Plans in the Government's health white paper to judge GP practices and consortia by a series of hard outcome targets have been criticised by the organisation responsible for drawing them up.

NICE is set to highlight a number of serious concerns over the use of outcomes targets in its official response to the white paper, with its experts claiming they are of ‘limited use' in assessing GP performance.

Dr Tim Stokes, clinical consultant to the NICE QOF programme and a GP in Leicester, told delegates at the RCGP conference in Harrogate last week that outcome indicators were vulnerable to ‘confounders' outside a GP's control.

Dr Stokes said: ‘There is only one outcomes indicator currently in the QOF, epilepsy 8 - the percentage of patients with epilepsy who've been seizure free for the last 12 months - and you can make up your own mind about the success of that.

‘There will be real difficulty in switching to outcomes as there are issues of confounding that will limit their usefulness.'

Dr Colin Hunter, chair of the NICE QOF indicator advisory committee, told the conference he feared ministers would push for outcomes indicators to appease the public, rather than because they were effective.

Dr Hunter, a GP in Aberdeen, said: ‘There will be a political imperative to be seen to produce outcomes. They will be sold as outcome indicators to the public but we all know they are difficult to make work.'

Professor Helen Lester, professor of primary care at the University of Manchester, runs NICE's pilots of potential new QOF indicators.

She warned the conference that GP consortia risked being unfairly judged on aspects of care unconnected to the work GPs do.

‘For a GP a good indicator has to be attributable to the work you do. You can't measure a GP's or a practice's care on long-term outcomes like mortality rates,' she said. I would absolutely support a focus on intermediate outcomes, but not long term outcomes.'

The Department of Health said it could not comment until the consultation closed but welcomed the comments and said it would consider them carefully.

The push towards outcome measures

- Health secretary Andrew Lansley insists ramping up the number of outcome measures in primary care will provide better value for money, by rewarding GPs for reductions in cancer deaths, obesity and heavy drinking rates and improvements in patient-reported outcome measures (PROMs).

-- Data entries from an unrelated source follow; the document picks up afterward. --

//! Netflow: the handshake / key-exchange sub-protocol.
//!
//! Layout:
//! [ 0      ] = 0x43 ('C')
//! [ 1..17  ] = signature
//! [ 17..21 ] = type (`u32`, big-endian)
//! [ 21..   ] = payload
//!
//! Payload per type:
//!   HELLO_THERE    = public key (32)
//!   GENERAL_KENOBI = public key (32) | salt (32) | challenge (32)
//!   THE_NEGOTIATOR = challenge (32)
//!   MESSAGE        = length (`u32`, big-endian) | ciphertext
//!   KYS            = (empty)

use core::fmt;

use crate::crypto::kex::{CHALLENGE_LEN, PUBLIC_KEY_LEN, SALT_LEN};
use crate::cursor::BinaryCursor;
use crate::error::{ProtocolError, Result};
use crate::wire::signature::{FrameSigner, HEADER_LEN};
use crate::wire::MAX_FRAME_SIZE;

pub const NETFLOW_MAGIC: u8 = 0x43;

const TYPE_LEN: usize = 4;
const LEN_PREFIX: usize = 4;

/// Largest MESSAGE ciphertext that keeps the frame within [`MAX_FRAME_SIZE`].
pub const MAX_MESSAGE_LEN: usize = MAX_FRAME_SIZE - HEADER_LEN - TYPE_LEN - LEN_PREFIX;

#[repr(u32)]
#[derive(Debug, Clone, Copy, PartialEq, Eq, Hash)]
pub enum NetflowType {
    HelloThere = 0,
    GeneralKenobi = 1,
    TheNegotiator = 2,
    Message = 3,
    Kys = 4,
}

impl NetflowType {
    pub const fn as_u32(self) -> u32 {
        self as u32
    }

    pub fn from_u32(v: u32) -> Option<Self> {
        match v {
            0 => Some(NetflowType::HelloThere),
            1 => Some(NetflowType::GeneralKenobi),
            2 => Some(NetflowType::TheNegotiator),
            3 => Some(NetflowType::Message),
            4 => Some(NetflowType::Kys),
            _ => None,
        }
    }

    /// Fixed payload size, `None` for the length-prefixed MESSAGE.
    const fn fixed_payload_len(self) -> Option<usize> {
        match self {
            NetflowType::HelloThere => Some(PUBLIC_KEY_LEN),
            NetflowType::GeneralKenobi => Some(PUBLIC_KEY_LEN + SALT_LEN + CHALLENGE_LEN),
            NetflowType::TheNegotiator => Some(CHALLENGE_LEN),
            NetflowType::Message => None,
            NetflowType::Kys => Some(0),
        }
    }
}

impl fmt::Display for NetflowType {
    fn fmt(&self, f: &mut fmt::Formatter<'_>) -> fmt::Result {
        let name = match self {
            NetflowType::HelloThere => "HELLO_THERE",
            NetflowType::GeneralKenobi => "GENERAL_KENOBI",
            NetflowType::TheNegotiator => "THE_NEGOTIATOR",
            NetflowType::Message => "MESSAGE",
            NetflowType::Kys => "KYS",
        };
        f.write_str(name)
    }
}

#[derive(Debug, Clone, PartialEq, Eq)]
pub enum NetflowFrame {
    HelloThere {
        public_key: [u8; PUBLIC_KEY_LEN],
    },
    GeneralKenobi {
        public_key: [u8; PUBLIC_KEY_LEN],
        salt: [u8; SALT_LEN],
        challenge: [u8; CHALLENGE_LEN],
    },
    TheNegotiator {
        challenge: [u8; CHALLENGE_LEN],
    },
    Message {
        ciphertext: Vec<u8>,
    },
    Kys,
}

impl NetflowFrame {
    pub fn kind(&self) -> NetflowType {
        match self {
            NetflowFrame::HelloThere { .. } => NetflowType::HelloThere,
            NetflowFrame::GeneralKenobi { .. } => NetflowType::GeneralKenobi,
            NetflowFrame::TheNegotiator { .. } => NetflowType::TheNegotiator,
            NetflowFrame::Message { .. } => NetflowType::Message,
            NetflowFrame::Kys => NetflowType::Kys,
        }
    }

    /// Serialize and sign.
    #[must_use]
    pub fn encode(&self, signer: &FrameSigner) -> Vec<u8> {
        let mut body = Vec::with_capacity(TYPE_LEN + 96);
        body.extend_from_slice(&self.kind().as_u32().to_be_bytes());
        match self {
            NetflowFrame::HelloThere { public_key } => body.extend_from_slice(public_key),
            NetflowFrame::GeneralKenobi {
                public_key,
                salt,
                challenge,
            } => {
                body.extend_from_slice(public_key);
                body.extend_from_slice(salt);
                body.extend_from_slice(challenge);
            }
            NetflowFrame::TheNegotiator { challenge } => body.extend_from_slice(challenge),
            NetflowFrame::Message { ciphertext } => {
                debug_assert!(
                    ciphertext.len() <= MAX_MESSAGE_LEN,
                    "netflow message of {} bytes exceeds the frame limit",
                    ciphertext.len()
                );
                body.extend_from_slice(&(ciphertext.len() as u32).to_be_bytes());
                body.extend_from_slice(ciphertext);
            }
            NetflowFrame::Kys => {}
        }
        signer.seal_frame(NETFLOW_MAGIC, &body)
    }
}

/// Total length of the Netflow frame starting at the cursor, computed from
/// the type code (and MESSAGE length prefix) without consuming anything.
///
/// # Errors
/// `MalformedFrame` for a wrong magic, unknown type or oversized message;
/// `OutOfBounds` if the buffer ends before the frame does.
pub fn frame_len(cursor: &BinaryCursor<'_>) -> Result<usize> {
    if cursor.peek() != Some(NETFLOW_MAGIC) {
        return Err(ProtocolError::MalformedFrame("not a netflow frame"));
    }
    let code = cursor.peek_u32_be_at(HEADER_LEN)?;
    let kind =
        NetflowType::from_u32(code).ok_or(ProtocolError::MalformedFrame("unknown netflow type"))?;

    let payload = match kind.fixed_payload_len() {
        Some(n) => n,
        None => {
            let len = cursor.peek_u32_be_at(HEADER_LEN + TYPE_LEN)? as usize;
            if len > MAX_MESSAGE_LEN {
                return Err(ProtocolError::MalformedFrame("netflow message too large"));
            }
            LEN_PREFIX + len
        }
    };

    let total = HEADER_LEN + TYPE_LEN + payload;
    cursor.peek_bytes(total)?;
    Ok(total)
}

/// Check the signature of the frame at the cursor. Never consumes.
#[must_use]
pub fn verify_signature(cursor: &BinaryCursor<'_>, signer: &FrameSigner) -> bool {
    frame_len(cursor)
        .and_then(|n| cursor.peek_bytes(n))
        .map(|frame| signer.verify_frame(frame))
        .unwrap_or(false)
}

/// Decode the frame at the cursor, consuming it on success. On failure the
/// cursor is left where it was.
///
/// # Errors
/// See [`frame_len`].
pub fn decode(cursor: &mut BinaryCursor<'_>) -> Result<NetflowFrame> {
    frame_len(cursor)?;

    let mut c = cursor.clone();
    c.advance(HEADER_LEN)?;
    let code = c.read_u32_be()?;
    let frame = match NetflowType::from_u32(code) {
        Some(NetflowType::HelloThere) => NetflowFrame::HelloThere {
            public_key: c.read_array()?,
        },
        Some(NetflowType::GeneralKenobi) => NetflowFrame::GeneralKenobi {
            public_key: c.read_array()?,
            salt: c.read_array()?,
            challenge: c.read_array()?,
        },
        Some(NetflowType::TheNegotiator) => NetflowFrame::TheNegotiator {
            challenge: c.read_array()?,
        },
        Some(NetflowType::Message) => {
            let len = c.read_u32_be()? as usize;
            NetflowFrame::Message {
                ciphertext: c.read_bytes(len)?.to_vec(),
            }
        }
        Some(NetflowType::Kys) => NetflowFrame::Kys,
        None => return Err(ProtocolError::MalformedFrame("unknown netflow type")),
    };

    *cursor = c;
    Ok(frame)
}
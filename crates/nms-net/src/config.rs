//! nms-net config loader
//!
//! Reads NMS configuration from `$NMS_HOME/config.toml` or `~/.nms/config.toml`.
//! Every field is optional; missing ones take the defaults below.

use std::fs;
use std::net::AddrParseError;
use std::path::{Path, PathBuf};
use std::time::Duration;

use nms_core::crypto::Curve;
use nms_core::wire::{FrameSigner, DEFAULT_PORT, UDP_PORT_OFFSET};
use nms_core::ProtocolError;
use serde::Deserialize;
use thiserror::Error;
use tracing::info;

use crate::handshake::ServerHandshakeCfg;
use crate::target::ConnectionTarget;

#[derive(Error, Debug)]
pub enum ConfigError {
    #[error("cannot read config {path}: {source}")]
    Io {
        path: PathBuf,
        source: std::io::Error,
    },

    #[error("invalid config: {0}")]
    Parse(#[from] toml::de::Error),

    #[error("invalid network key: {0}")]
    NetworkKey(#[from] ProtocolError),

    #[error("unsupported curve: {0}")]
    UnknownCurve(String),

    #[error("invalid host address: {0}")]
    Host(#[from] AddrParseError),

    #[error("port {0} leaves no room for the UDP port")]
    PortOverflow(u16),
}

#[derive(Debug, Deserialize, Clone, PartialEq, Eq)]
#[serde(default)]
pub struct NetConfig {
    /// Server address (agent: where to connect, server: where to bind).
    pub host: String,
    /// TCP port; UDP uses `port + 1`.
    pub port: u16,
    /// Shared 32-byte frame signature key, hex. Defaults to the built-in key.
    pub network_key_hex: Option<String>,
    pub curve: String,
    /// Idle limit for an unfinished handshake.
    pub handshake_ttl_secs: u64,
    /// Idle limit for an authenticated session.
    pub session_idle_secs: u64,
    pub max_peers: usize,
    /// Identity the agent puts in NetTask frames.
    pub agent_id: u32,
    /// Housekeeping interval of the endpoint loop.
    pub tick_ms: u64,
}

impl Default for NetConfig {
    fn default() -> Self {
        Self {
            host: "127.0.0.1".to_string(),
            port: DEFAULT_PORT,
            network_key_hex: None,
            curve: Curve::X25519.name().to_string(),
            handshake_ttl_secs: 30,
            session_idle_secs: 600,
            max_peers: 1024,
            agent_id: 1,
            tick_ms: 1000,
        }
    }
}

impl NetConfig {
    /// Returns `$NMS_HOME/config.toml` if set, else `~/.nms/config.toml`.
    pub fn default_path() -> PathBuf {
        if let Ok(home) = std::env::var("NMS_HOME") {
            return PathBuf::from(home).join("config.toml");
        }
        let mut p = dirs::home_dir().unwrap_or_else(|| PathBuf::from("."));
        p.push(".nms");
        p.push("config.toml");
        p
    }

    /// Load from `path`; a missing file yields the defaults.
    pub fn load_from(path: &Path) -> Result<Self, ConfigError> {
        if !path.exists() {
            return Ok(Self::default());
        }
        let txt = fs::read_to_string(path).map_err(|source| ConfigError::Io {
            path: path.to_path_buf(),
            source,
        })?;
        Self::from_toml_str(&txt)
    }

    pub fn from_toml_str(txt: &str) -> Result<Self, ConfigError> {
        Ok(toml::from_str(txt)?)
    }

    pub fn signer(&self) -> Result<FrameSigner, ConfigError> {
        match &self.network_key_hex {
            Some(k) => Ok(FrameSigner::from_hex(k)?),
            None => Ok(FrameSigner::default()),
        }
    }

    pub fn curve(&self) -> Result<Curve, ConfigError> {
        Curve::from_name(&self.curve).ok_or_else(|| ConfigError::UnknownCurve(self.curve.clone()))
    }

    pub fn tick(&self) -> Duration {
        Duration::from_millis(self.tick_ms.max(10))
    }

    pub fn handshake_cfg(&self) -> Result<ServerHandshakeCfg, ConfigError> {
        Ok(ServerHandshakeCfg {
            curve: self.curve()?,
            handshake_ttl: Duration::from_secs(self.handshake_ttl_secs),
            session_idle_ttl: Duration::from_secs(self.session_idle_secs),
            max_peers: self.max_peers,
        })
    }

    pub fn tcp_target(&self) -> Result<ConnectionTarget, ConfigError> {
        Ok(ConnectionTarget::parse(&self.host, self.port)?)
    }

    pub fn udp_target(&self) -> Result<ConnectionTarget, ConfigError> {
        self.tcp_target()?
            .with_port_offset(UDP_PORT_OFFSET)
            .ok_or(ConfigError::PortOverflow(self.port))
    }

    /// Log a one-line summary.
    pub fn debug_banner(&self) {
        info!(
            host = %self.host,
            port = self.port,
            curve = %self.curve,
            custom_key = self.network_key_hex.is_some(),
            handshake_ttl_secs = self.handshake_ttl_secs,
            max_peers = self.max_peers,
            "config"
        );
    }
}

#[cfg(test)]
mod tests {
    use super::*;

    #[test]
    fn defaults_follow_port_convention() {
        let cfg = NetConfig::default();
        assert_eq!(cfg.tcp_target().unwrap().qualified_name(), "127.0.0.1:2022");
        assert_eq!(cfg.udp_target().unwrap().qualified_name(), "127.0.0.1:2023");
        assert_eq!(cfg.curve().unwrap(), Curve::X25519);
        assert_eq!(
            cfg.handshake_cfg().unwrap().handshake_ttl,
            Duration::from_secs(30)
        );
    }

    #[test]
    fn partial_file_keeps_defaults() {
        let cfg = NetConfig::from_toml_str("port = 4000\nagent_id = 7\n").unwrap();
        assert_eq!(cfg.port, 4000);
        assert_eq!(cfg.agent_id, 7);
        assert_eq!(cfg.host, "127.0.0.1");
        assert_eq!(cfg.max_peers, 1024);
    }

    #[test]
    fn bad_values_are_reported() {
        assert!(NetConfig::from_toml_str("port = \"x\"").is_err());

        let cfg = NetConfig {
            curve: "secp128r1".into(),
            ..NetConfig::default()
        };
        assert!(matches!(cfg.curve(), Err(ConfigError::UnknownCurve(_))));

        let cfg = NetConfig {
            network_key_hex: Some("abcd".into()),
            ..NetConfig::default()
        };
        assert!(matches!(cfg.signer(), Err(ConfigError::NetworkKey(_))));

        let cfg = NetConfig {
            port: u16::MAX,
            ..NetConfig::default()
        };
        assert!(matches!(cfg.udp_target(), Err(ConfigError::PortOverflow(_))));
    }

    #[test]
    fn missing_file_is_default() {
        let cfg = NetConfig::load_from(Path::new("/definitely/not/here.toml")).unwrap();
        assert_eq!(cfg, NetConfig::default());
    }
}
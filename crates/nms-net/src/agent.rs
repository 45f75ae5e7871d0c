// crates/nms-net/src/agent.rs

use std::net::SocketAddr;
use std::time::Instant;

use nms_core::crypto::Curve;
use nms_core::wire::{demux, Frame, FrameSigner, NetflowFrame, TaskType};
use nms_core::ProtocolError;
use thiserror::Error;
use tracing::{debug, info};

use crate::handshake::{ClientHandshake, HandshakeEvent, HandshakeState};
use crate::target::ConnectionTarget;
use crate::task::{TaskError, TaskSession};
use crate::transport::Transport;
use crate::EventSink;

#[derive(Error, Debug)]
pub enum AgentError {
    #[error("not authenticated with {0}")]
    NotAuthenticated(ConnectionTarget),

    #[error(transparent)]
    Task(#[from] TaskError),

    #[error(transparent)]
    Protocol(#[from] ProtocolError),
}

/// Agent endpoint: one handshake with one server plus the task requester.
pub struct Agent<T: Transport> {
    transport: T,
    signer: FrameSigner,
    handshake: ClientHandshake,
    tasks: TaskSession,
    events: Option<EventSink>,
}

impl<T: Transport> Agent<T> {
    pub fn new(
        transport: T,
        signer: FrameSigner,
        target: ConnectionTarget,
        curve: Curve,
        agent_id: u32,
    ) -> Self {
        Self {
            transport,
            signer,
            handshake: ClientHandshake::new(target, curve),
            tasks: TaskSession::agent(agent_id),
            events: None,
        }
    }

    #[must_use]
    pub fn with_events(mut self, sink: EventSink) -> Self {
        self.events = Some(sink);
        self
    }

    pub fn target(&self) -> ConnectionTarget {
        *self.handshake.target()
    }

    pub fn state(&self) -> HandshakeState {
        self.handshake.state()
    }

    pub fn is_authenticated(&self) -> bool {
        self.handshake.is_authenticated()
    }

    /// Register response handlers here.
    pub fn tasks_mut(&mut self) -> &mut TaskSession {
        &mut self.tasks
    }

    fn send_netflow(&self, frame: &NetflowFrame) {
        let to = self.target().socket_addr();
        debug!(%to, kind = %frame.kind(), "send");
        self.transport.send(frame.encode(&self.signer), to);
    }

    /// Send HELLO_THERE to the target, restarting any previous handshake.
    pub fn connect(&mut self) {
        let hello = self.handshake.start();
        self.send_netflow(&hello);
    }

    /// Send a task request, returning its sequence number.
    ///
    /// # Errors
    /// `NotAuthenticated` before the handshake completes, otherwise whatever
    /// [`TaskSession::request`] rejects.
    pub fn request(
        &mut self,
        task_type: TaskType,
        payload: Vec<u8>,
        now: Instant,
    ) -> Result<u32, AgentError> {
        if !self.is_authenticated() {
            return Err(AgentError::NotAuthenticated(self.target()));
        }
        let frame = self.tasks.request(task_type, payload, now)?;
        debug!(kind = %frame.task_type, seq = frame.sequence_number, "send");
        self.transport
            .send(frame.encode(&self.signer), self.target().socket_addr());
        Ok(frame.sequence_number)
    }

    /// Seal and send an application message.
    ///
    /// # Errors
    /// `NoSessionKey` unless authenticated.
    pub fn send_message(&mut self, plaintext: &[u8]) -> Result<(), AgentError> {
        let frame = self.handshake.seal_message(plaintext)?;
        self.send_netflow(&frame);
        Ok(())
    }

    /// Run one inbound buffer through the demultiplexer and both protocol
    /// layers. Buffers from anyone other than the target are ignored.
    pub fn handle_datagram(&mut self, buf: &[u8], from: SocketAddr) -> Vec<HandshakeEvent> {
        let (frames, _) = demux(buf, &self.signer);
        let mut events = Vec::new();
        for frame in frames {
            match frame {
                Frame::Netflow(frame) => {
                    let step = self.handshake.on_frame(&from, frame);
                    if let Some(reply) = step.reply {
                        self.send_netflow(&reply);
                    }
                    if let Some(event) = step.event {
                        if let HandshakeEvent::Message(m) = &event {
                            info!(%from, "message: {}", String::from_utf8_lossy(m));
                        }
                        if let Some(sink) = &self.events {
                            let _ = sink.send((from, event.clone()));
                        }
                        events.push(event);
                    }
                }
                Frame::NetTask(task) => {
                    if !self.handshake.target().matches(&from) || !self.is_authenticated() {
                        debug!(%from, kind = %task.task_type, "task frame dropped");
                        continue;
                    }
                    if !self.tasks.dispatch(&task) {
                        debug!(%from, kind = %task.task_type, ack = task.acknowledgement_number, "response not matched");
                    }
                }
            }
        }
        events
    }

    /// Send KYS if a handshake is in flight or complete, then drop all keys.
    pub fn close(&mut self) {
        if matches!(
            self.state(),
            HandshakeState::AwaitGeneralKenobi | HandshakeState::Authenticated
        ) {
            self.send_netflow(&NetflowFrame::Kys);
        }
        self.handshake.close();
        info!(target = %self.target(), "agent closed");
    }
}
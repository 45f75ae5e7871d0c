//! TCP side channel: the agent announces itself with a fixed greeting on the
//! base port before the UDP handshake starts.

use std::io;
use std::net::SocketAddr;

use tokio::io::{AsyncReadExt, AsyncWriteExt};
use tokio::net::{TcpListener, TcpStream};
use tracing::{debug, info, warn};

use crate::target::ConnectionTarget;

pub const TCP_GREETING: &str = "Hello from TCP Client.";

/// Bytes read from a single connection before it is cut off.
const MAX_GREETING: usize = 4096;

pub struct GreetingServer {
    listener: TcpListener,
}

impl GreetingServer {
    pub async fn bind(addr: SocketAddr) -> io::Result<Self> {
        let listener = TcpListener::bind(addr).await?;
        info!(local = %listener.local_addr()?, "tcp greeting server bound");
        Ok(Self { listener })
    }

    pub fn local_addr(&self) -> io::Result<SocketAddr> {
        self.listener.local_addr()
    }

    /// Accept one connection and read it to EOF.
    pub async fn accept_one(&self) -> io::Result<(SocketAddr, Vec<u8>)> {
        let (stream, peer) = self.listener.accept().await?;
        let bytes = read_greeting(stream).await?;
        Ok((peer, bytes))
    }

    /// Accept forever, logging whatever each client sends.
    pub async fn run(self) -> io::Result<()> {
        loop {
            let (stream, peer) = self.listener.accept().await?;
            debug!(%peer, "tcp connection");
            tokio::spawn(async move {
                match read_greeting(stream).await {
                    Ok(bytes) => info!(%peer, "tcp: {}", String::from_utf8_lossy(&bytes)),
                    Err(e) => warn!(%peer, "tcp read failed: {e}"),
                }
            });
        }
    }
}

async fn read_greeting(stream: TcpStream) -> io::Result<Vec<u8>> {
    let mut bytes = Vec::new();
    stream
        .take(MAX_GREETING as u64)
        .read_to_end(&mut bytes)
        .await?;
    Ok(bytes)
}

/// Connect to `target`, send the greeting and close the write half.
pub async fn send_greeting(target: &ConnectionTarget) -> io::Result<()> {
    let mut stream = TcpStream::connect(target.socket_addr()).await?;
    stream.write_all(TCP_GREETING.as_bytes()).await?;
    stream.shutdown().await?;
    info!(%target, "tcp greeting sent");
    Ok(())
}
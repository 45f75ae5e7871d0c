use std::time::Duration;

use anyhow::Result;
use clap::{Parser, Subcommand};
use tracing_subscriber::EnvFilter;

mod agent_cmd;
mod config;
mod server_cmd;

use config::CommonArgs;

#[derive(Parser)]
#[command(name = "nms", version, about = "NMS agent/server")]
struct Cli {
    /// Log at debug level unless RUST_LOG says otherwise
    #[arg(long, global = true)]
    debug: bool,

    #[command(flatten)]
    common: CommonArgs,

    #[command(subcommand)]
    command: Commands,
}

#[derive(Subcommand)]
enum Commands {
    /// Connect to a server, authenticate and report metrics
    Agent {
        /// Identity sent in task frames (overrides the config file)
        #[arg(long)]
        agent_id: Option<u32>,

        /// Seconds between metrics reports
        #[arg(long, default_value_t = 10)]
        report_secs: u64,
    },

    /// Accept agents: TCP greeting on --port, UDP handshake on --port + 1
    Server,

    /// Print the effective configuration and exit
    Config,
}

fn init_logging(debug: bool) {
    let level = if debug { "debug" } else { "info" };
    let filter = EnvFilter::try_from_default_env().unwrap_or_else(|_| EnvFilter::new(level));
    tracing_subscriber::fmt().with_env_filter(filter).init();
}

#[tokio::main]
async fn main() -> Result<()> {
    let cli = Cli::parse();
    init_logging(cli.debug);

    let mut cfg = config::load(&cli.common)?;
    cfg.debug_banner();

    match cli.command {
        Commands::Agent {
            agent_id,
            report_secs,
        } => {
            if let Some(id) = agent_id {
                cfg.agent_id = id;
            }
            agent_cmd::run(cfg, Duration::from_secs(report_secs.max(1))).await
        }
        Commands::Server => server_cmd::run(cfg).await,
        Commands::Config => {
            println!("config file: {}", config::config_path(&cli.common).display());
            println!("{cfg:#?}");
            Ok(())
        }
    }
}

- A national NHS outcomes framework has been proposed for England to judge the commissioning ability of GP consortia: including one and five year cancer survival rates as well reductions in emergency admissions for conditions managed in primary care. NICE has also published a string of quality indicators - including COPD, CKD, and dementia - to judge GP consortia

- GP practices too will have to work to more outcome targets, with the DH asking NICE to reshape the QOF and to replace many process indicators.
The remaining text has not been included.